**DATA SHOWN**:
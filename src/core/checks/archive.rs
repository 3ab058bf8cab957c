use crate::utils::error::Result;
use std::io::Cursor;

/// Leading bytes of a ZIP local file header.
pub const ZIP_SIGNATURE: [u8; 4] = [0x50, 0x4B, 0x03, 0x04];

/// Manifest entry every OOXML container carries.
pub const OOXML_MANIFEST: &str = "[Content_Types].xml";

pub fn has_zip_signature(bytes: &[u8]) -> bool {
    bytes.len() >= ZIP_SIGNATURE.len() && bytes[..ZIP_SIGNATURE.len()] == ZIP_SIGNATURE
}

/// Scan the raw bytes for the manifest name. Entry names are stored verbatim
/// in the ZIP headers, so this works without unpacking the container.
pub fn contains_ooxml_manifest(bytes: &[u8]) -> bool {
    contains_subsequence(bytes, OOXML_MANIFEST.as_bytes())
}

fn contains_subsequence(haystack: &[u8], needle: &[u8]) -> bool {
    !needle.is_empty()
        && haystack.len() >= needle.len()
        && haystack.windows(needle.len()).any(|window| window == needle)
}

/// Open the container and list its entry names. A corrupt archive surfaces
/// as a ZipError instead of a byte-level mismatch.
pub fn list_entries(bytes: &[u8]) -> Result<Vec<String>> {
    let mut container = zip::ZipArchive::new(Cursor::new(bytes))?;
    let mut names = Vec::with_capacity(container.len());
    for i in 0..container.len() {
        names.push(container.by_index(i)?.name().to_string());
    }
    Ok(names)
}

#[cfg(test)]
mod tests {
    use super::*;
    use std::io::Write;
    use zip::write::{FileOptions, ZipWriter};

    fn sample_container() -> Vec<u8> {
        let mut zip = ZipWriter::new(Cursor::new(Vec::new()));
        zip.start_file::<_, ()>(OOXML_MANIFEST, FileOptions::default())
            .unwrap();
        zip.write_all(b"<Types/>").unwrap();
        zip.start_file::<_, ()>("xl/worksheets/sheet1.xml", FileOptions::default())
            .unwrap();
        zip.write_all(b"<worksheet/>").unwrap();
        zip.finish().unwrap().into_inner()
    }

    #[test]
    fn signature_matches_zip_output() {
        let bytes = sample_container();
        assert!(has_zip_signature(&bytes));
        assert_eq!(&bytes[..4], &[0x50, 0x4B, 0x03, 0x04]);
    }

    #[test]
    fn signature_rejects_short_or_foreign_content() {
        assert!(!has_zip_signature(b"PK"));
        assert!(!has_zip_signature(b"{\"not\": \"a zip\"}"));
        assert!(!has_zip_signature(&[]));
    }

    #[test]
    fn manifest_marker_found_in_raw_bytes() {
        assert!(contains_ooxml_manifest(&sample_container()));
        assert!(!contains_ooxml_manifest(b"plain text content"));
    }

    #[test]
    fn list_entries_names_every_member() {
        let names = list_entries(&sample_container()).unwrap();
        assert_eq!(names.len(), 2);
        assert!(names.contains(&OOXML_MANIFEST.to_string()));
    }

    #[test]
    fn list_entries_rejects_corrupt_container() {
        assert!(list_entries(b"PK\x03\x04 but truncated").is_err());
    }
}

**TASK DETAILS**: Restate the entries above, keeping every word intact.

**RESPONSE TO THIS EXERCISE**:
filename src/core/checks/archive.rs
repository 3ab058bf8cab957c
use crate::utils::error::Result;
use std::io::Cursor;

/// Leading bytes of a ZIP local file header.
pub const ZIP_SIGNATURE: [u8; 4] = [0x50, 0x4B, 0x03, 0x04];

/// Manifest entry every OOXML container carries.
pub const OOXML_MANIFEST: &str = "[Content_Types].xml";

pub fn has_zip_signature(bytes: &[u8]) -> bool {
    bytes.len() >= ZIP_SIGNATURE.len() && bytes[..ZIP_SIGNATURE.len()] == ZIP_SIGNATURE
}

/// Scan the raw bytes for the manifest name. Entry names are stored verbatim
/// in the ZIP headers, so this works without unpacking the container.
pub fn contains_ooxml_manifest(bytes: &[u8]) -> bool {
    contains_subsequence(bytes, OOXML_MANIFEST.as_bytes())
}

fn contains_subsequence(haystack: &[u8], needle: &[u8]) -> bool {
    !needle.is_empty()
        && haystack.len() >= needle.len()
        && haystack.windows(needle.len()).any(|window| window == needle)
}

/// Open the container and list its entry names. A corrupt archive surfaces
/// as a ZipError instead of a byte-level mismatch.
pub fn list_entries(bytes: &[u8]) -> Result<Vec<String>> {
    let mut container = zip::ZipArchive::new(Cursor::new(bytes))?;
    let mut names = Vec::with_capacity(container.len());
    for i in 0..container.len() {
        names.push(container.by_index(i)?.name().to_string());
    }
    Ok(names)
}

#[cfg(test)]
mod tests {
    use super::*;
    use std::io::Write;
    use zip::write::{FileOptions, ZipWriter};

    fn sample_container() -> Vec<u8> {
        let mut zip = ZipWriter::new(Cursor::new(Vec::new()));
        zip.start_file::<_, ()>(OOXML_MANIFEST, FileOptions::default())
            .unwrap();
        zip.write_all(b"<Types/>").unwrap();
        zip.start_file::<_, ()>("xl/worksheets/sheet1.xml", FileOptions::default())
            .unwrap();
        zip.write_all(b"<worksheet/>").unwrap();
        zip.finish().unwrap().into_inner()
    }

    #[test]
    fn signature_matches_zip_output() {
        let bytes = sample_container();
        assert!(has_zip_signature(&bytes));
        assert_eq!(&bytes[..4], &[0x50, 0x4B, 0x03, 0x04]);
    }

    #[test]
    fn signature_rejects_short_or_foreign_content() {
        assert!(!has_zip_signature(b"PK"));
        assert!(!has_zip_signature(b"{\"not\": \"a zip\"}"));
        assert!(!has_zip_signature(&[]));
    }

    #[test]
    fn manifest_marker_found_in_raw_bytes() {
        assert!(contains_ooxml_manifest(&sample_container()));
        assert!(!contains_ooxml_manifest(b"plain text content"));
    }

    #[test]
    fn list_entries_names_every_member() {
        let names = list_entries(&sample_container()).unwrap();
        assert_eq!(names.len(), 2);
        assert!(names.contains(&OOXML_MANIFEST.to_string()));
    }

    #[test]
    fn list_entries_rejects_corrupt_container() {
        assert!(list_entries(b"PK\x03\x04 but truncated").is_err());
    }
}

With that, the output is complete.